A lot has changed in America since Anna launched the research for Notes from the Field in 2014. We wonder if the audience reception for the play evolved during the course of its run. “I finished my work in early 2016, and I was performing the play at Second Stage in New York both before and after the Presidential election in the fall of that year. The difference in the audience was palpable after the election. People seemed to really need to be there. I could feel their urgency, and it made me feel that these audiences must really want to live in a country where people are not left out. That was promising.” The play’s run was extended in New York for several weeks, due to overwhelming demand.

To sit with Anna is to experience the full force of her passion and energy for social justice. Given all that’s going on in the world, we ask if she feels discouraged in any way. What do recent events tell her about the heart of America? Her response is inspiring: “I have so much excitement. I’ve interviewed thousands of people, and even in prison you’re going to find somebody who is a lover of human beings. There will be someone who is willing to walk with the fallen.  Who gets them, and who wants to help them.”

“This is a dark time,” she continues. “And also a great time. Because you see people fighting for democracy. In Notes from the Field, we show a film clip of Bree Newsome. She’s the young woman who climbed the flagpole to take the Confederate battle flag down from the grounds of the South Carolina statehouse. She has this huge smile on her face, even as she is being escorted away by law enforcement. She had never climbed anything in her life. I think that’s a show of love. She was saying to the world, ‘I’ll risk my life to say that this symbol of hate cannot prevail.’”

Anna’s latest project builds explicitly on this theme. It’s called the Hidden Hate, Hidden Love Project. She explains: “What’s coming out right now feels to a lot of people like hidden hate. Like maybe they knew it was there, but they didn’t know how much of it was there. But where there’s hidden hate, there’s also hidden love. We need to look for it and bring it forward. Several times I have been to Mother Emmanuel church in Charleston, the site of the race-based massacre of a black minister and several black parishioners by a young white man. Every time I am there, they ask visitors to stand up and be recognized. Last time I was there, a huge group from Park Avenue Synagogue in Manhattan were visiting to show their solidarity with the congregation. That’s love.”

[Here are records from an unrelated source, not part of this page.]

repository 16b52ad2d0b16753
/// Classification backends.
///
/// Both strategies sit behind the [`Classifier`] trait so the UI only ever
/// holds an `Arc<dyn Classifier>` chosen from the configuration:
/// * [`RemoteClassifier`] – POSTs the features to the prediction service
/// * [`HeuristicClassifier`] – local mean/variance stand-in for demos
pub mod heuristic;
pub mod remote;

use std::sync::Arc;

use thiserror::Error;

use crate::config::{ClassifierConfig, ClassifierKind};
use crate::data::model::{FeatureVector, Prediction};
use crate::data::parser::InputError;

pub use heuristic::HeuristicClassifier;
pub use remote::RemoteClassifier;

// ---------------------------------------------------------------------------
// Errors
// ---------------------------------------------------------------------------

#[derive(Debug, Clone, PartialEq, Error)]
pub enum ClassifyError {
    #[error("Prediction request failed: {0}")]
    Network(String),
    #[error("Unexpected response from prediction service: {0}")]
    Response(String),
}

/// Everything that can stop a submission from producing a [`Prediction`].
#[derive(Debug, Clone, PartialEq, Error)]
pub enum PredictionError {
    #[error(transparent)]
    Input(#[from] InputError),
    #[error(transparent)]
    Classify(#[from] ClassifyError),
}

// ---------------------------------------------------------------------------
// Classifier trait
// ---------------------------------------------------------------------------

pub trait Classifier: Send + Sync {
    /// Human-readable name shown in the top bar.
    fn name(&self) -> &str;

    /// Whether the result is fabricated rather than produced by a real model.
    fn is_placeholder(&self) -> bool {
        false
    }

    fn classify(&self, features: &FeatureVector) -> Result<Prediction, ClassifyError>;
}

/// Build the classifier selected in the configuration.
pub fn from_config(config: &ClassifierConfig) -> Arc<dyn Classifier> {
    match config.kind {
        ClassifierKind::Remote => {
            let remote = RemoteClassifier::new(&config.endpoint, config.timeout());
            log::info!("Using remote classifier at {}", remote.url());
            Arc::new(remote)
        }
        ClassifierKind::Heuristic => {
            log::warn!("Using heuristic placeholder classifier; results are not meaningful");
            Arc::new(HeuristicClassifier::new())
        }
    }
}

#[cfg(test)]
mod tests {
    use super::*;

    #[test]
    fn builds_classifier_from_kind() {
        let mut config = ClassifierConfig::default();
        assert!(!from_config(&config).is_placeholder());

        config.kind = ClassifierKind::Heuristic;
        assert!(from_config(&config).is_placeholder());
    }

    #[test]
    fn prediction_error_keeps_inner_message() {
        let err: PredictionError = InputError::Empty.into();
        assert_eq!(err.to_string(), InputError::Empty.to_string());

        let err: PredictionError = ClassifyError::Network("refused".into()).into();
        assert_eq!(err.to_string(), "Prediction request failed: refused");
    }
}
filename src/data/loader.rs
use std::path::Path;

use anyhow::{anyhow, bail, Context, Result};
use serde_json::Value as JsonValue;

use super::model::{Label, SampleRecord};

// ---------------------------------------------------------------------------
// Public entry-point
// ---------------------------------------------------------------------------

/// Load a sample set from a file.  Dispatch by extension.
///
/// Supported formats:
/// * `.json` – `[{ "features": "0.02,0.03,...", "label": "Rock", "description": "..." }, ...]`
/// * `.csv`  – columns `features`, `label` and optionally `description`
pub fn load_samples(path: &Path) -> Result<Vec<SampleRecord>> {
    let ext = path
        .extension()
        .and_then(|e| e.to_str())
        .unwrap_or("")
        .to_ascii_lowercase();

    let samples = match ext.as_str() {
        "json" => load_json(path)?,
        "csv" => load_csv(path)?,
        other => bail!("Unsupported file extension: .{other}"),
    };

    if samples.is_empty() {
        bail!("{} contains no samples", path.display());
    }
    Ok(samples)
}

// ---------------------------------------------------------------------------
// JSON loader
// ---------------------------------------------------------------------------

/// Expected JSON schema:
///
/// ```json
/// [
///   {
///     "features": "0.02,0.0371,...",
///     "label": "Rock",
///     "description": "optional"
///   },
///   ...
/// ]
/// ```
///
/// `features` may also be given as an array of numbers; it is then rendered
/// back to comma-separated text.
fn load_json(path: &Path) -> Result<Vec<SampleRecord>> {
    let text = std::fs::read_to_string(path).context("reading JSON file")?;
    let root: JsonValue = serde_json::from_str(&text).context("parsing JSON")?;

    let records = root
        .as_array()
        .context("Expected top-level JSON array")?;

    records
        .iter()
        .enumerate()
        .map(|(i, rec)| -> Result<SampleRecord> {
            let obj = rec
                .as_object()
                .with_context(|| format!("Row {i} is not a JSON object"))?;

            let features = json_features(obj.get("features"), i)?;
            let label = obj
                .get("label")
                .and_then(|v| v.as_str())
                .with_context(|| format!("Row {i}: missing or invalid 'label'"))
                .and_then(|s| parse_label(s, i))?;
            let description = obj
                .get("description")
                .and_then(|v| v.as_str())
                .filter(|s| !s.is_empty())
                .map(str::to_string);

            Ok(SampleRecord {
                features,
                label,
                description,
            })
        })
        .collect()
}

fn json_features(val: Option<&JsonValue>, row: usize) -> Result<String> {
    match val {
        Some(JsonValue::String(s)) => Ok(s.clone()),
        Some(JsonValue::Array(arr)) => {
            let tokens = arr
                .iter()
                .enumerate()
                .map(|(j, v)| {
                    v.as_f64()
                        .map(|f| f.to_string())
                        .with_context(|| format!("Row {row}, features[{j}]: not a number"))
                })
                .collect::<Result<Vec<String>>>()?;
            Ok(tokens.join(","))
        }
        _ => bail!("Row {row}: missing or invalid 'features'"),
    }
}

// ---------------------------------------------------------------------------
// CSV loader
// ---------------------------------------------------------------------------

/// CSV layout:  header row with column names.
/// The `features` column holds the comma-separated values in a quoted field:
///   `"0.02,0.0371,0.0428",Rock,optional description`
fn load_csv(path: &Path) -> Result<Vec<SampleRecord>> {
    let mut reader = csv::Reader::from_path(path).context("opening CSV")?;
    let headers: Vec<String> = reader
        .headers()
        .context("reading CSV headers")?
        .iter()
        .map(|h| h.trim().to_string())
        .collect();

    let features_idx = headers
        .iter()
        .position(|h| h == "features")
        .context("CSV missing 'features' column")?;
    let label_idx = headers
        .iter()
        .position(|h| h == "label")
        .context("CSV missing 'label' column")?;
    let description_idx = headers.iter().position(|h| h == "description");

    let mut samples = Vec::new();

    for (row_no, result) in reader.records().enumerate() {
        let record = result.with_context(|| format!("CSV row {row_no}"))?;

        let features = record.get(features_idx).unwrap_or("").trim().to_string();
        if features.is_empty() {
            bail!("CSV row {row_no}: empty 'features'");
        }
        let label = parse_label(record.get(label_idx).unwrap_or(""), row_no)?;
        let description = description_idx
            .and_then(|idx| record.get(idx))
            .map(str::trim)
            .filter(|s| !s.is_empty())
            .map(str::to_string);

        samples.push(SampleRecord {
            features,
            label,
            description,
        });
    }

    Ok(samples)
}

fn parse_label(s: &str, row: usize) -> Result<Label> {
    s.parse::<Label>().map_err(|e| anyhow!("Row {row}: {e}"))
}
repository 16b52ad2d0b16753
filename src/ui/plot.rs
use eframe::egui::{Color32, Ui};
use egui_plot::{Line, Plot, PlotPoints};

use crate::color::{label_color, sample_color};
use crate::data::model::FeatureVector;
use crate::state::AppState;

// ---------------------------------------------------------------------------
// Signal plot (central panel)
// ---------------------------------------------------------------------------

fn band_points(features: &FeatureVector) -> PlotPoints<'static> {
    let points: Vec<[f64; 2]> = features
        .as_slice()
        .iter()
        .enumerate()
        .map(|(band, &energy)| [band as f64, energy])
        .collect();
    PlotPoints::new(points)
}

/// Plot the sample returns and the last submitted signal as energy per band.
pub fn signal_plot(ui: &mut Ui, state: &AppState) {
    Plot::new("signal_plot")
        .legend(egui_plot::Legend::default())
        .x_axis_label("Frequency band")
        .y_axis_label("Energy")
        .allow_boxed_zoom(true)
        .allow_drag(true)
        .allow_scroll(true)
        .allow_zoom(true)
        .show(ui, |plot_ui| {
            for (idx, sample) in state.samples.iter().enumerate() {
                let Some(values) = sample.values() else {
                    continue;
                };
                let name = format!("sample {} ({})", idx + 1, sample.label);
                plot_ui.line(
                    Line::new(band_points(&values))
                        .name(&name)
                        .color(sample_color(sample.label))
                        .width(1.0),
                );
            }

            if let Some(submitted) = &state.submitted {
                // Coloured by the prediction once it arrives.
                let color = state
                    .prediction
                    .as_ref()
                    .map(|p| label_color(p.label))
                    .unwrap_or(Color32::LIGHT_GRAY);
                plot_ui.line(
                    Line::new(band_points(submitted))
                        .name("submitted")
                        .color(color)
                        .width(2.0),
                );
            }
        });
}
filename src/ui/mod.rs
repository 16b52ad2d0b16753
pub mod panels;
pub mod plot;
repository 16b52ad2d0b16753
mod app;
mod classifier;
mod color;
mod config;
mod data;
mod state;
mod ui;

use app::RustySonarApp;
use config::AppConfig;
use eframe::egui;

fn main() -> eframe::Result {
    env_logger::init();

    let config = AppConfig::load_or_default();

    let options = eframe::NativeOptions {
        viewport: egui::ViewportBuilder::default()
            .with_inner_size([1200.0, 720.0])
            .with_min_inner_size([640.0, 400.0]),
        ..Default::default()
    };

    eframe::run_native(
        "Rusty Sonar – Mine vs Rock",
        options,
        Box::new(move |_cc| Ok(Box::new(RustySonarApp::new(&config)))),
    )
}
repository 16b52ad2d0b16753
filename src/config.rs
//! Application settings loaded from a TOML file.
//!
//! The file is looked up at `$RUSTY_SONAR_CONFIG`, falling back to
//! `rusty-sonar.toml` in the working directory. Every section is optional.

use std::path::{Path, PathBuf};
use std::time::Duration;

use serde::Deserialize;
use thiserror::Error;

pub const CONFIG_ENV_VAR: &str = "RUSTY_SONAR_CONFIG";
pub const DEFAULT_CONFIG_FILE: &str = "rusty-sonar.toml";
pub const DEFAULT_ENDPOINT: &str = "https://sonar-rock-vs-mine-api.onrender.com";

#[derive(Debug, Error)]
pub enum ConfigError {
    #[error("Failed to read config file {path}: {source}")]
    Read {
        path: PathBuf,
        source: std::io::Error,
    },
    #[error("Invalid config file {path}: {source}")]
    Parse {
        path: PathBuf,
        source: toml::de::Error,
    },
}

#[derive(Debug, Clone, Copy, PartialEq, Eq, Deserialize)]
#[serde(rename_all = "lowercase")]
pub enum ClassifierKind {
    Remote,
    Heuristic,
}

#[derive(Debug, Clone, PartialEq, Deserialize)]
#[serde(default)]
pub struct ClassifierConfig {
    pub kind: ClassifierKind,
    /// Base URL; `/predict` is appended.
    pub endpoint: String,
    /// Whole-request timeout in seconds, `0` for none.
    pub timeout_secs: u64,
}

impl Default for ClassifierConfig {
    fn default() -> Self {
        Self {
            kind: ClassifierKind::Remote,
            endpoint: DEFAULT_ENDPOINT.to_string(),
            timeout_secs: 30,
        }
    }
}

impl ClassifierConfig {
    pub fn timeout(&self) -> Option<Duration> {
        (self.timeout_secs > 0).then(|| Duration::from_secs(self.timeout_secs))
    }
}

#[derive(Debug, Clone, PartialEq, Deserialize)]
#[serde(default)]
pub struct ValidationConfig {
    /// Require exactly 60 values within `[0, 1]`.
    pub strict: bool,
}

impl Default for ValidationConfig {
    fn default() -> Self {
        Self { strict: true }
    }
}

#[derive(Debug, Clone, PartialEq, Deserialize)]
#[serde(default)]
pub struct UiConfig {
    /// How long a row shows "Copied!" after its copy button is pressed.
    pub copy_feedback_ms: u64,
    /// Sample set to show instead of the built-in examples.
    pub samples_file: Option<PathBuf>,
}

impl Default for UiConfig {
    fn default() -> Self {
        Self {
            copy_feedback_ms: 1500,
            samples_file: None,
        }
    }
}

impl UiConfig {
    pub fn copy_feedback(&self) -> Duration {
        Duration::from_millis(self.copy_feedback_ms)
    }
}

#[derive(Debug, Clone, Default, PartialEq, Deserialize)]
#[serde(default)]
pub struct AppConfig {
    pub classifier: ClassifierConfig,
    pub validation: ValidationConfig,
    pub ui: UiConfig,
}

impl AppConfig {
    /// Config file location from the environment, or the default file name.
    pub fn default_path() -> PathBuf {
        std::env::var_os(CONFIG_ENV_VAR)
            .map(PathBuf::from)
            .unwrap_or_else(|| PathBuf::from(DEFAULT_CONFIG_FILE))
    }

    /// Load settings from `path`. A missing file yields the defaults.
    pub fn load_from(path: &Path) -> Result<Self, ConfigError> {
        if !path.exists() {
            log::debug!("No config at {}, using defaults", path.display());
            return Ok(Self::default());
        }
        let text = std::fs::read_to_string(path).map_err(|source| ConfigError::Read {
            path: path.to_path_buf(),
            source,
        })?;
        let config: AppConfig = toml::from_str(&text).map_err(|source| ConfigError::Parse {
            path: path.to_path_buf(),
            source,
        })?;
        log::info!("Loaded config from {}", path.display());
        Ok(config)
    }

    /// Like [`AppConfig::load_from`] on the default path, but never fails:
    /// a broken file is logged and the defaults are used.
    pub fn load_or_default() -> Self {
        let path = Self::default_path();
        Self::load_from(&path).unwrap_or_else(|err| {
            log::error!("{err}; falling back to defaults");
            Self::default()
        })
    }
}
use super::model::{Label, SampleRecord};

// Two returns from the UCI sonar set: one bounced off a rock, one off a
// metal cylinder.
const ROCK_RETURN: &str = "0.02,0.0371,0.0428,0.0207,0.0954,0.0986,0.1539,0.1601,0.3109,0.2111,0.1609,0.1582,0.2238,0.0645,0.066,0.2273,0.31,0.2999,0.5078,0.4797,0.5783,0.5071,0.4328,0.555,0.6711,0.6415,0.7104,0.808,0.6791,0.3857,0.1307,0.2604,0.5121,0.7547,0.8537,0.8507,0.6692,0.6097,0.4943,0.2744,0.051,0.2834,0.2825,0.4256,0.2641,0.1386,0.1051,0.1343,0.0383,0.0324,0.0232,0.0027,0.0065,0.0159,0.0072,0.0167,0.018,0.0084,0.009,0.0032";

const MINE_RETURN: &str = "0.0179,0.0136,0.0408,0.0633,0.0596,0.0808,0.209,0.3465,0.5276,0.5965,0.6254,0.4507,0.3693,0.2864,0.1635,0.0422,0.1785,0.4394,0.695,0.8097,0.855,0.8717,0.8601,0.9201,0.8729,0.8084,0.8694,0.8411,0.5793,0.3754,0.3485,0.4639,0.6495,0.6901,0.5666,0.5188,0.506,0.3885,0.3762,0.3738,0.2605,0.1591,0.1875,0.2267,0.1577,0.1211,0.0883,0.085,0.0355,0.0219,0.0086,0.0123,0.006,0.0187,0.0111,0.0126,0.0081,0.0155,0.016,0.0085";

/// Sample table shown at startup.
pub fn builtin_samples() -> Vec<SampleRecord> {
    vec![
        SampleRecord {
            features: ROCK_RETURN.to_string(),
            label: Label::Rock,
            description: Some("Return from a roughly cylindrical rock".to_string()),
        },
        SampleRecord {
            features: MINE_RETURN.to_string(),
            label: Label::Mine,
            description: Some("Return from a metal cylinder".to_string()),
        },
    ]
}
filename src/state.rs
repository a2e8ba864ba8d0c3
//! The packed lock word.
//!
//! All lock state lives in a single `usize` so that every transition is one
//! compare-and-swap, with no torn multi-field updates:
//!
//! ```text
//! MSB                                                        LSB
//! ┌──────────────┬─────────┬────────────────────────────────────┐
//! │ QUEUE_CHANGED│ UPGRADE │ reader count / WRITE_SENTINEL      │
//! └──────────────┴─────────┴────────────────────────────────────┘
//! ```
//!
//! The low bits hold the active reader count, except that the all-ones
//! value is the write sentinel: the lock is exclusive. `QUEUE_CHANGED` is a
//! hint from acquirers to releasers — "inspect the queue on your way out".
//! `UPGRADE` means an upgradable reader currently holds the lock (counted
//! in the reader count, or folded into the sentinel while upgraded).
//!
//! Invariants:
//! - exclusive and `reader count > 0` are mutually exclusive by encoding;
//! - `UPGRADE` implies at most one upgradable owner, which may coexist
//!   with ordinary readers or with the upgraded exclusive state;
//! - the reader count never exceeds [`MAX_READ_COUNT`].

use std::sync::atomic::{AtomicUsize, Ordering};

/// A waiter was enqueued while the lock was held.
pub(crate) const QUEUE_CHANGED: usize = 1 << (usize::BITS - 1);
/// An upgradable reader holds the lock.
pub(crate) const UPGRADE: usize = 1 << (usize::BITS - 2);
/// Mask over the reader-count bits.
pub(crate) const COUNT_MASK: usize = UPGRADE - 1;
/// All-ones count value: the lock is exclusive.
pub(crate) const WRITE_SENTINEL: usize = COUNT_MASK;
/// Largest representable reader count, one below the sentinel.
pub(crate) const MAX_READ_COUNT: usize = WRITE_SENTINEL - 1;

/// One observed value of the lock word.
#[derive(Debug, Clone, Copy, PartialEq, Eq)]
pub(crate) struct LockWord(pub(crate) usize);

impl LockWord {
    pub(crate) const FREE: LockWord = LockWord(0);

    #[inline]
    pub(crate) fn is_write(self) -> bool {
        self.0 & COUNT_MASK == WRITE_SENTINEL
    }

    #[inline]
    pub(crate) fn read_count(self) -> usize {
        if self.is_write() { 0 } else { self.0 & COUNT_MASK }
    }

    #[inline]
    pub(crate) fn upgrade(self) -> bool {
        self.0 & UPGRADE != 0
    }

    #[inline]
    pub(crate) fn queue_changed(self) -> bool {
        self.0 & QUEUE_CHANGED != 0
    }

    /// Ordinary readers may coexist with an upgradable reader, so the
    /// upgrade flag is deliberately ignored here.
    #[inline]
    pub(crate) fn can_enter_read(self) -> bool {
        !self.is_write() && !self.queue_changed() && self.0 & COUNT_MASK < MAX_READ_COUNT
    }

    /// Encoded form: no flags, not exclusive, count within range.
    #[inline]
    pub(crate) fn can_enter_read_upgrade(self) -> bool {
        self.0 <= MAX_READ_COUNT
    }

    #[inline]
    pub(crate) fn can_enter_write(self) -> bool {
        self.0 == 0
    }

    /// The single remaining reader is the upgradable holder, who is now
    /// requesting the conversion. A set queue-changed bit does not block
    /// the upgrade; the holder outranks queued waiters.
    #[inline]
    pub(crate) fn can_enter_write_upgrade(self) -> bool {
        self.upgrade() && !self.is_write() && self.read_count() <= 1
    }

    #[inline]
    pub(crate) fn with_reader(self) -> LockWord {
        LockWord(self.0 + 1)
    }

    #[inline]
    pub(crate) fn with_upgradable_reader(self) -> LockWord {
        LockWord((self.0 + 1) | UPGRADE)
    }

    #[inline]
    pub(crate) fn to_write(self) -> LockWord {
        LockWord(self.0 | WRITE_SENTINEL)
    }

    /// Conversion keeps the upgrade flag and any queued hint.
    #[inline]
    pub(crate) fn to_write_upgrade(self) -> LockWord {
        LockWord((self.0 & (QUEUE_CHANGED | UPGRADE)) | WRITE_SENTINEL)
    }

    #[inline]
    pub(crate) fn with_queue_changed(self) -> LockWord {
        LockWord(self.0 | QUEUE_CHANGED)
    }

    #[inline]
    pub(crate) fn without_queue_changed(self) -> LockWord {
        LockWord(self.0 & !QUEUE_CHANGED)
    }

    #[inline]
    pub(crate) fn without_upgrade(self) -> LockWord {
        LockWord(self.0 & !UPGRADE)
    }

    /// Builds the word the release dispatcher publishes after admitting a
    /// batch of readers.
    #[inline]
    pub(crate) fn for_readers(count: usize, upgrade: bool, queue_changed: bool) -> LockWord {
        let mut word = count;
        if upgrade {
            word |= UPGRADE;
        }
        if queue_changed {
            word |= QUEUE_CHANGED;
        }
        LockWord(word)
    }

    #[inline]
    pub(crate) fn snapshot(self) -> StateSnapshot {
        StateSnapshot {
            readers: self.read_count(),
            is_write: self.is_write(),
            upgrade: self.upgrade(),
            queue_changed: self.queue_changed(),
        }
    }
}

/// Debug view of the lock word, returned by state accessors.
#[derive(Debug, Clone, Copy, PartialEq, Eq)]
pub struct StateSnapshot {
    /// Number of active readers (zero while exclusive).
    pub readers: usize,
    /// Whether the lock is held exclusively.
    pub is_write: bool,
    /// Whether an upgradable reader holds the lock.
    pub upgrade: bool,
    /// Whether a queued-waiter hint is pending.
    pub queue_changed: bool,
}

/// The shared atomic cell holding the lock word.
#[derive(Debug)]
pub(crate) struct AtomicLockWord(AtomicUsize);

impl AtomicLockWord {
    pub(crate) const fn new() -> Self {
        Self(AtomicUsize::new(0))
    }

    #[inline]
    pub(crate) fn load(&self) -> LockWord {
        LockWord(self.0.load(Ordering::Acquire))
    }

    /// On failure returns the freshly observed word.
    #[inline]
    pub(crate) fn compare_exchange(
        &self,
        current: LockWord,
        new: LockWord,
    ) -> Result<(), LockWord> {
        self.0
            .compare_exchange(current.0, new.0, Ordering::AcqRel, Ordering::Acquire)
            .map(|_| ())
            .map_err(LockWord)
    }

    /// Removes `n` readers, returning the resulting word.
    #[inline]
    pub(crate) fn sub_readers(&self, n: usize) -> LockWord {
        let prev = self.0.fetch_sub(n, Ordering::AcqRel);
        debug_assert!(
            !LockWord(prev).is_write() && LockWord(prev).read_count() >= n,
            "reader release without matching acquire"
        );
        LockWord(prev - n)
    }
}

As always with this artist, these are not just words, they’re a call to action. “I have the luxury of thinking about this, and I am issuing a call for artists to bring this idea to life. On my website,, there’s a link to the NYU Institute on the Arts and Civic Dialogue. This fall we are asking for submissions from artists in all genres to express ways in which hidden hate and hidden love are made visible.” Plays, film, poetry, fiction, essays, music, dance and visual art are all welcome. Submissions are due on October 13th. Invited artists will present their work at a one-day event open to the public in New York in the coming months. #HiddenHateHiddenLove.

It’s fitting to end our own notes from the field on the hopeful note – and also the personal challenge – upon which Anna concluded our chat: “If hate can be announced so loudly, how much louder do we need to be in announcing acts of generosity and compassion? I was a child when Martin Luther King, Jr. first started his civil rights work. I was in college when he was killed. For my entire life, I have been searching for the American character. I’ve interviewed thousands of people, and I think it’s in the DNA of our country that people want to strive for a more perfect union. And even dissent is a part of that search.”